Hacker News new | past | comments | ask | show | jobs | submit login

The spam is infuriating (not GitLab's fault, of course). Atleast, on our instance at https://git.cloudron.io, we got massive snippet spam. After we disabled snippets, we got massive spam on the issue tracker (!). The way we "fixed" is by turning on mandatory 2FA for all users.

As a general lesson, what we learnt is these are not bots. These are real humans working in some poor country manually creating accounts (always gmail accounts) and pasting all sorts of random text. Some of these people even setup 2FA and open issues with junk text, it's amazing. Unfortunately, GitLab from what I can tell cannot make issues read-only to non project members (i.e I only want project members to open issues, others can just read and watch issues).

Currently, our forum spam (https://forum.cloudron.io) is way more than GitLab spam. On the forum, we even have Captcha enabled (something we despise) but even that doesn't help when there are real humans at work.




We had one of the "real humans" write to us (in issues) asking us to leave his spam up for "just a few hours".

We implemented a filter anyway.

(This was not Gitlab, but a specific form on our unique website.)


> asking us to leave his spam up for "just a few hours"

What... why? What is their goal???


Feeding their family?


But like... who's paying for that kind of spam??

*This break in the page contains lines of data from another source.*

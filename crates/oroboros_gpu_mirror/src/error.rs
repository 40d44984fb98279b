//! # GPU Buffer Error Types
//!
//! The closed set of failures a buffer service may report. Callers receive
//! these unchanged.

use thiserror::Error;

use crate::BufferId;

/// Errors reported by GPU buffer services and mirrors.
#[derive(Error, Debug, Clone, Copy, PartialEq, Eq)]
pub enum GpuError {
    /// Slot index is past the buffer's fixed capacity.
    #[error("index {index} is out of capacity {capacity}")]
    OutOfCapacity {
        /// Requested slot index.
        index: u32,
        /// Fixed capacity of the buffer.
        capacity: u32,
    },

    /// The device could not back the allocation.
    #[error("out of device memory")]
    OutOfDeviceMemory,

    /// Host-visible staging memory is exhausted.
    #[error("out of host memory")]
    OutOfHostMemory,

    /// The device was lost; every buffer on it is gone.
    #[error("device lost")]
    DeviceLost,

    /// The service does not know this buffer.
    #[error("unknown buffer {0:?}")]
    UnknownBuffer(BufferId),

    /// Byte length does not match the buffer's record stride.
    #[error("stride mismatch: buffer stride is {expected} bytes, got {actual}")]
    StrideMismatch {
        /// Stride the buffer was created with.
        expected: usize,
        /// Length of the bytes supplied.
        actual: usize,
    },
}

/// Result type for GPU buffer operations.
pub type GpuResult<T> = Result<T, GpuError>;
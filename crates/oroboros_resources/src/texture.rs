//! Texture collaborator.
//!
//! Textures are owned by the asset layer. This crate only stores their
//! handles and turns them into bindless indices at GPU-write time.

/// Tag type for texture handles. Never instantiated.
#[derive(Debug)]
pub enum Texture {}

In our case, mostly pirate TV streaming services. (Watch NBA games live etc.)


A lot of people unfortunately seem to bite on those "SEO experts" kind of emails. I had a few clients ask me if they should give it a try, since, "why not, it's cheap".


Why are they posting random text in Gitlab?


This is a typical spam profile. Usually they contain links, which search engines follow.

https://forum.cloudron.io/user/cardioaseg


The link contains rel=nofollow.


That doesn't matter, see other comments below on Google's changing treatment of this attribute.

Also you'll find spambots posting on any open form on the internet even if it doesn't do them any good, because much of it is automated, so even if you hide the results the spam will still come in.


I don’t know for sure, but I think our Markdown implementation adds nofollow.


I used to think that spammers would stop if their spamming didn't win them any results. But they don't care. They spread their spam as widely as possible without trying to prune out the places where it does them no good.


I am not entirely sure. See https://forum.cloudron.io/users, if you go to say page 10 or something you will see all sorts of nonsense. I am still trying to figure what the best way to fight this spam (because captcha is enabled and required to even create accounts). But these are real people and not bots. I know this because they even post new messages all the time.


Definitely the SEO backlinks- for example one profile I see is linking to an Indian escort service in the profile.


Maybe GitLab needs an option to disable external linking, and filter any comment that contains an external link automatically


Or a nofollow option (add rel=nofollow)


That's a great idea. We have discussed ways of getting a trust level, and enable this for specific groups. Discourse uses the same system for preventing spam. "Good" bots detect the rel=nofollow and do not come back.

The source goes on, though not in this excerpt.